Radiotherapy - Deep Inspiration Breathe Hold (DIBH)

1 minute read time.

Radiotherapy is a lot harder than I had anticipated. Practising the Deep Inspiration Breathe Hold (DIBH) does not come naturally. 

This Involves holding your breathe for about 20 -30 seconds for each beam you receive. Inflating your lungs, the chest wall expands and pushes the heart away from the area being treated. It is apparently a technique that aims to significantly lower the amount of radiation dose to your lung and heart. I read somewhere that for every 1 Gy of radiation, there is a 7.4% increased risk of eventually developing a major cardiac event (such as a heart attack). I am receiving 40 Gy! The risk is highest among women who get radiation to the left breast since that’s where the heart is located.
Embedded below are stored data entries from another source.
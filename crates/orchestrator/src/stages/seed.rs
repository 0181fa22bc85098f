//! Seed stage: turns the configured targets into the first work items

use async_trait::async_trait;
use std::time::Duration;
use tracing::{debug, info, warn};
use url::Url;

use crate::consumer::{Emitter, StageContext, StageCore};
use crate::worker::{Fetch, StageResult, Worker};
use trishul_common::{FuzzableRequest, PluginContext, StageRole, TrishulResult, WorkItem};

pub struct SeedStage {
    core: StageCore<WorkItem>,
    ctx: PluginContext,
}

impl SeedStage {
    pub fn new(ctx: PluginContext, capacity: usize) -> Self {
        Self {
            core: StageCore::new(StageRole::Seed, capacity),
            ctx,
        }
    }

    /// Queue one GET request per target, waiting for room as the stage
    /// works. The stage must be started first when there are more targets
    /// than queue slots.
    pub async fn seed_output_queue(&self, targets: &[Url]) -> TrishulResult<()> {
        let feeder = self.core.feeder();
        for target in targets {
            feeder.push(FuzzableRequest::get(target.clone())).await?;
        }
        info!("Seeded {} target(s)", targets.len());
        Ok(())
    }
}

async fn seed_one(ctx: &PluginContext, out: &Emitter, request: FuzzableRequest) {
    match ctx.transport.send(&request, true).await {
        Ok(response) => {
            if ctx.not_found.is_404(&response) {
                warn!("The target URL {} returned a not-found page", request.url);
            }
            ctx.kb.add_fuzzable_request(&request);
            debug!("Seeded {}", request.url);
            out.emit(StageResult::Item(request));
        }
        Err(e) => {
            let url = request.url.clone();
            out.failure(None, e.context(format!("The target URL {} is unreachable", url)));
        }
    }
}

#[async_trait]
impl Worker for SeedStage {
    fn role(&self) -> StageRole {
        StageRole::Seed
    }

    fn start(&mut self) -> TrishulResult<()> {
        let ctx = self.ctx.clone();
        self.core.spawn(move |mut stage: StageContext<WorkItem>| async move {
            while let Some(request) = stage.inbox.next().await {
                seed_one(&ctx, &stage.out, request).await;
                stage.inbox.done();
            }
        })
    }

    async fn submit(&self, item: WorkItem) -> TrishulResult<()> {
        self.core.submit(item).await
    }

    async fn fetch_result(&mut self, timeout: Duration) -> Fetch {
        self.core.fetch(timeout).await
    }

    fn has_pending_work(&self) -> bool {
        self.core.has_pending_work()
    }

    fn terminate(&self) {
        self.core.terminate();
    }

    async fn join(&mut self) -> TrishulResult<()> {
        self.core.join().await
    }
}
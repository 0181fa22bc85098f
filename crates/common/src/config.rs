//! Scan configuration
//!
//! Built once by the caller and shared read-only (`Arc<ScanConfig>`) with the
//! lifecycle manager and every stage.

use serde::{Deserialize, Serialize};
use std::time::Duration;
use url::Url;

use crate::error::{TrishulError, TrishulResult};

#[derive(Debug, Clone, Serialize, Deserialize)]
pub struct ScanConfig {
    pub targets: Vec<Url>,
    /// Timeout used by the router for each `fetch_result` poll.
    pub poll_timeout: Duration,
    /// Capacity of every stage input queue.
    pub queue_capacity: usize,
    /// How often the auth stage re-checks its sessions.
    pub auth_interval: Duration,
    /// Discovery declares end of work once this much time has elapsed.
    pub max_discovery_time: Option<Duration>,
    pub request_timeout: Duration,
    pub retries: u32,
    pub user_agent: String,
    /// Serve repeated cacheable GETs from the transport cache.
    pub http_cache: bool,
}

impl Default for ScanConfig {
    fn default() -> Self {
        Self {
            targets: Vec::new(),
            poll_timeout: Duration::from_millis(200),
            queue_capacity: 128,
            auth_interval: Duration::from_secs(5),
            max_discovery_time: None,
            request_timeout: Duration::from_secs(10),
            retries: 1,
            user_agent: format!("trishul/{}", crate::VERSION),
            http_cache: true,
        }
    }
}

impl ScanConfig {
    #[inline]
    #[must_use]
    pub fn new(targets: Vec<Url>) -> Self {
        Self {
            targets,
            ..Default::default()
        }
    }

    #[inline]
    #[must_use]
    pub fn with_poll_timeout(mut self, timeout: Duration) -> Self {
        self.poll_timeout = timeout;
        self
    }

    #[inline]
    #[must_use]
    pub fn with_queue_capacity(mut self, capacity: usize) -> Self {
        self.queue_capacity = capacity;
        self
    }

    #[inline]
    #[must_use]
    pub fn with_auth_interval(mut self, interval: Duration) -> Self {
        self.auth_interval = interval;
        self
    }

    #[inline]
    #[must_use]
    pub fn with_max_discovery_time(mut self, limit: Option<Duration>) -> Self {
        self.max_discovery_time = limit;
        self
    }

    /// Reject settings the pipeline cannot run with.
    pub fn validate(&self) -> TrishulResult<()> {
        if self.queue_capacity == 0 {
            return Err(TrishulError::Config("queue capacity must be at least 1".into()));
        }
        if self.poll_timeout.is_zero() {
            return Err(TrishulError::Config("poll timeout must be non-zero".into()));
        }
        if self.auth_interval.is_zero() {
            return Err(TrishulError::Config("auth interval must be non-zero".into()));
        }
        Ok(())
    }
}

#[cfg(test)]
mod tests {
    use super::*;

    #[test]
    fn defaults_are_valid() {
        let cfg = ScanConfig::default();
        assert_eq!(cfg.poll_timeout, Duration::from_millis(200));
        assert!(cfg.validate().is_ok());
    }

    #[test]
    fn zero_capacity_rejected() {
        let cfg = ScanConfig::default().with_queue_capacity(0);
        assert!(matches!(cfg.validate(), Err(TrishulError::Config(_))));
    }
}
#[cfg(test)]
mod tests {
    use super::*;
    use crate::exception::ExceptionHandler;
    use crate::testing::{item, registry_of, Event, EventLog, ScriptedWorker, Step};

    fn router(sink: Arc<ExceptionHandler>) -> Router {
        Router::new(StageGraph::standard(), sink, Duration::from_millis(10))
    }

    #[test]
    fn session_keeps_roles_in_one_set() {
        let mut session = RouterSession::new();
        session.finish(StageRole::Seed);
        session.force_end(StageRole::Seed);
        assert!(session.finished().is_empty());
        assert!(session.is_force_ended(StageRole::Seed));

        session.finish(StageRole::Seed);
        assert!(session.finished().is_empty());

        session.finish(StageRole::Discovery);
        session.reset_finished();
        assert!(!session.is_settled(StageRole::Discovery));
        assert!(session.is_settled(StageRole::Seed));
        assert!(session.all_settled(&[StageRole::Seed]));
        assert!(!session.all_settled(&[StageRole::Seed, StageRole::Discovery]));
    }

    #[tokio::test]
    async fn no_producers_returns_immediately() {
        let audit = ScriptedWorker::new(StageRole::Audit);
        let tally = audit.tally();
        let mut registry = registry_of([audit]);

        router(Arc::new(ExceptionHandler::new())).run(&mut registry).await.unwrap();
        assert_eq!(tally.fetches(), 0);
    }

    #[tokio::test]
    async fn discovery_output_is_fed_back_and_audited() {
        let seed = ScriptedWorker::new(StageRole::Seed).then(Step::Item(item("/")));
        let discovery = ScriptedWorker::new(StageRole::Discovery).reacting(|input| {
            if input.url.path() == "/" {
                vec![Step::Item(item("/about"))]
            } else {
                Vec::new()
            }
        });
        let audit = ScriptedWorker::new(StageRole::Audit);
        let (discovery_tally, audit_tally) = (discovery.tally(), audit.tally());

        let mut registry = registry_of([seed, discovery, audit]);
        let sink = Arc::new(ExceptionHandler::new());
        let router = router(sink.clone());
        router.run(&mut registry).await.unwrap();

        assert_eq!(audit_tally.submitted(), vec![item("/"), item("/about")]);
        assert_eq!(discovery_tally.submitted(), vec![item("/"), item("/about")]);
        assert!(sink.recorded().is_empty());
        assert_eq!(router.progress().snapshot().items_routed, 2);
        assert_eq!(router.progress().snapshot().deliveries, 4);
    }

    #[tokio::test]
    async fn finished_producer_is_polled_again_after_delivery() {
        // seed drains on the first pass, discovery keeps emitting afterwards
        let log = EventLog::default();
        let seed = ScriptedWorker::new(StageRole::Seed).logging_to(&log);
        let discovery = ScriptedWorker::new(StageRole::Discovery)
            .then(Step::TimedOut)
            .then(Step::Item(item("/a")))
            .then(Step::Item(item("/b")))
            .logging_to(&log);

        let mut registry = registry_of([seed, discovery]);
        let router = router(Arc::new(ExceptionHandler::new()));
        router.run(&mut registry).await.unwrap();

        let events = log.events();
        let last_delivery = events
            .iter()
            .rposition(|e| *e == Event::Submitted(StageRole::Discovery))
            .unwrap();
        assert!(
            events[last_delivery..].contains(&Event::Fetched(StageRole::Seed)),
            "seed was not polled after the last delivery: {:?}",
            events
        );
        assert!(router.settled().finished().contains(&StageRole::Seed));
    }

    #[tokio::test]
    async fn producer_declaring_end_of_work_is_force_ended() {
        let seed = ScriptedWorker::new(StageRole::Seed).then(Step::Item(item("/")));
        let discovery = ScriptedWorker::new(StageRole::Discovery).reacting(|input| {
            if input.url.path() == "/" {
                vec![Step::Item(item("/a")), Step::EndOfWork]
            } else {
                Vec::new()
            }
        });
        let audit = ScriptedWorker::new(StageRole::Audit);
        let (discovery_tally, audit_tally) = (discovery.tally(), audit.tally());

        let mut registry = registry_of([seed, discovery, audit]);
        let router = router(Arc::new(ExceptionHandler::new()));
        router.run(&mut registry).await.unwrap();

        let settled = router.settled();
        assert!(settled.is_force_ended(StageRole::Discovery));
        assert!(!settled.finished().contains(&StageRole::Discovery));
        assert!(settled.finished().contains(&StageRole::Seed));
        assert_eq!(discovery_tally.submitted(), vec![item("/"), item("/a")]);
        assert_eq!(audit_tally.submitted(), vec![item("/"), item("/a")]);
    }

    #[tokio::test]
    async fn force_ended_consumer_gets_no_more_items() {
        let seed = ScriptedWorker::new(StageRole::Seed)
            .then(Step::Item(item("/one")))
            .then(Step::Item(item("/two")));
        let discovery = ScriptedWorker::new(StageRole::Discovery).then(Step::EndOfWork);
        let audit = ScriptedWorker::new(StageRole::Audit);
        let (discovery_tally, audit_tally) = (discovery.tally(), audit.tally());

        let mut registry = registry_of([seed, discovery, audit]);
        router(Arc::new(ExceptionHandler::new())).run(&mut registry).await.unwrap();

        assert_eq!(discovery_tally.submitted(), vec![item("/one")]);
        assert_eq!(audit_tally.submitted(), vec![item("/one"), item("/two")]);
    }

    #[tokio::test]
    async fn timed_out_producer_is_not_finished() {
        let seed = ScriptedWorker::new(StageRole::Seed)
            .then(Step::TimedOut)
            .then(Step::TimedOut)
            .then(Step::Item(item("/late")));
        let audit = ScriptedWorker::new(StageRole::Audit);
        let audit_tally = audit.tally();

        let mut registry = registry_of([seed, audit]);
        router(Arc::new(ExceptionHandler::new())).run(&mut registry).await.unwrap();

        assert_eq!(audit_tally.submitted(), vec![item("/late")]);
    }

    #[tokio::test]
    async fn recoverable_failures_do_not_stop_routing() {
        let seed = ScriptedWorker::new(StageRole::Seed)
            .then(Step::Failure(FailureReport::new(
                StageRole::Seed,
                None,
                anyhow::anyhow!("The target URL is unreachable"),
            )))
            .then(Step::Item(item("/")));
        let audit = ScriptedWorker::new(StageRole::Audit);
        let audit_tally = audit.tally();

        let mut registry = registry_of([seed, audit]);
        let sink = Arc::new(ExceptionHandler::new());
        router(sink.clone()).run(&mut registry).await.unwrap();

        assert_eq!(sink.recorded().len(), 1);
        assert_eq!(audit_tally.submitted(), vec![item("/")]);
    }

    #[tokio::test]
    async fn fatal_failure_from_observed_stage_terminates_everything() {
        let mut seed = ScriptedWorker::new(StageRole::Seed);
        for _ in 0..100 {
            seed = seed.then(Step::TimedOut);
        }
        let audit = ScriptedWorker::new(StageRole::Audit).then(Step::Failure(FailureReport::new(
            StageRole::Audit,
            Some("reflected_input"),
            TrishulError::MustStopByUserRequest.into(),
        )));
        let (seed_tally, audit_tally) = (seed.tally(), audit.tally());

        let mut registry = registry_of([seed, audit]);
        let err = router(Arc::new(ExceptionHandler::new()))
            .run(&mut registry)
            .await
            .unwrap_err();

        assert!(matches!(err, TrishulError::MustStopByUserRequest));
        assert_eq!(seed_tally.terminated(), 1);
        assert_eq!(audit_tally.terminated(), 1);
        assert_eq!(seed_tally.joined(), 0);
    }

    #[tokio::test]
    async fn malformed_item_is_a_protocol_violation() {
        let bad = trishul_common::FuzzableRequest::get(url::Url::parse("ftp://target.test/pub").unwrap());
        let seed = ScriptedWorker::new(StageRole::Seed).then(Step::Item(bad));
        let audit = ScriptedWorker::new(StageRole::Audit);
        let audit_tally = audit.tally();

        let mut registry = registry_of([seed, audit]);
        let err = router(Arc::new(ExceptionHandler::new()))
            .run(&mut registry)
            .await
            .unwrap_err();

        assert!(matches!(err, TrishulError::ProtocolViolation { stage: StageRole::Seed, .. }));
        assert!(audit_tally.submitted().is_empty());
    }

    #[tokio::test]
    async fn closed_consumer_queue_is_reported_as_recoverable() {
        let seed = ScriptedWorker::new(StageRole::Seed).then(Step::Item(item("/")));
        let audit = ScriptedWorker::new(StageRole::Audit).with_closed_queue();
        let bruteforce = ScriptedWorker::new(StageRole::Bruteforce);
        let bruteforce_tally = bruteforce.tally();

        let mut registry = registry_of([seed, audit, bruteforce]);
        let sink = Arc::new(ExceptionHandler::new());
        router(sink.clone()).run(&mut registry).await.unwrap();

        let recorded = sink.recorded();
        assert_eq!(recorded.len(), 1);
        assert_eq!(recorded[0].stage, StageRole::Audit);
        assert_eq!(bruteforce_tally.submitted(), vec![item("/")]);
    }

    #[tokio::test]
    async fn stop_request_unwinds_routing() {
        let mut seed = ScriptedWorker::new(StageRole::Seed);
        for _ in 0..100 {
            seed = seed.then(Step::TimedOut);
        }
        let seed_tally = seed.tally();
        let mut registry = registry_of([seed]);

        let stop = CancellationToken::new();
        stop.cancel();
        let err = router(Arc::new(ExceptionHandler::new()))
            .with_stop(stop)
            .run(&mut registry)
            .await
            .unwrap_err();

        assert!(matches!(err, TrishulError::MustStopByUserRequest));
        assert_eq!(seed_tally.terminated(), 1);
    }

    #[tokio::test]
    async fn stop_reaches_a_router_stuck_on_a_full_queue() {
        let seed = ScriptedWorker::new(StageRole::Seed).then(Step::Item(item("/")));
        let audit = ScriptedWorker::new(StageRole::Audit).with_full_queue();
        let audit_tally = audit.tally();
        let mut registry = registry_of([seed, audit]);

        let stop = CancellationToken::new();
        let trigger = stop.clone();
        tokio::spawn(async move {
            tokio::time::sleep(Duration::from_millis(50)).await;
            trigger.cancel();
        });
        let err = tokio::time::timeout(
            Duration::from_secs(2),
            router(Arc::new(ExceptionHandler::new())).with_stop(stop).run(&mut registry),
        )
        .await
        .expect("router ignored the stop request")
        .unwrap_err();

        assert!(matches!(err, TrishulError::MustStopByUserRequest));
        assert!(audit_tally.submitted().is_empty());
        assert_eq!(audit_tally.terminated(), 1);
    }

    #[tokio::test]
    async fn fatal_failure_surfaces_while_a_queue_is_full() {
        let seed = ScriptedWorker::new(StageRole::Seed).then(Step::Item(item("/")));
        let audit = ScriptedWorker::new(StageRole::Audit).with_full_queue();
        let grep = ScriptedWorker::new(StageRole::Grep)
            .then(Step::TimedOut)
            .then(Step::TimedOut)
            .then(Step::Failure(FailureReport::new(
                StageRole::Grep,
                Some("error_pages"),
                TrishulError::MustStop {
                    message: "disk full".to_string(),
                    source: None,
                }
                .into(),
            )));
        let grep_tally = grep.tally();
        let mut registry = registry_of([seed, audit, grep]);

        let err = tokio::time::timeout(
            Duration::from_secs(2),
            router(Arc::new(ExceptionHandler::new())).run(&mut registry),
        )
        .await
        .expect("fatal failure was never polled")
        .unwrap_err();

        assert!(matches!(err, TrishulError::MustStop { .. }));
        assert!(grep_tally.fetches() >= 3);
        assert_eq!(grep_tally.terminated(), 1);
    }
}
Each day I have to hold my breathe 5 times as I get 3 beams from the right and 2 beams from the left. It sounds easy but it takes the radiologists quite a while to make sure you are aligned correctly, while you are lying there arms stretched up and topless. Then they rush out the room while you wait for the instructor to breathe in and hold. Sounds easy enough but the breathe has to be held at the right level, either breathe in a little more or breathe out a little more, get it wrong and you start again. For me, this needs to be done successfully five times over, every day. 

Today is my 9th out of 15 sessions. I feel a stitch like pain on my right side (just beneath the rib cage) when I breathe in. Focusing so much on the breathing, I forget to mention this. The sharp pain continues as I make my way home. Pain is only slight, but sharp. When I get home, an hour later, the same pain is also occurring on my left side. A little worried but I'll mention to them tomorrow. I've already got aches and pains, the cording all along my arm, my breast area feeling like it has been punched but the 'stitch' pain is definitely a new one I've not felt before.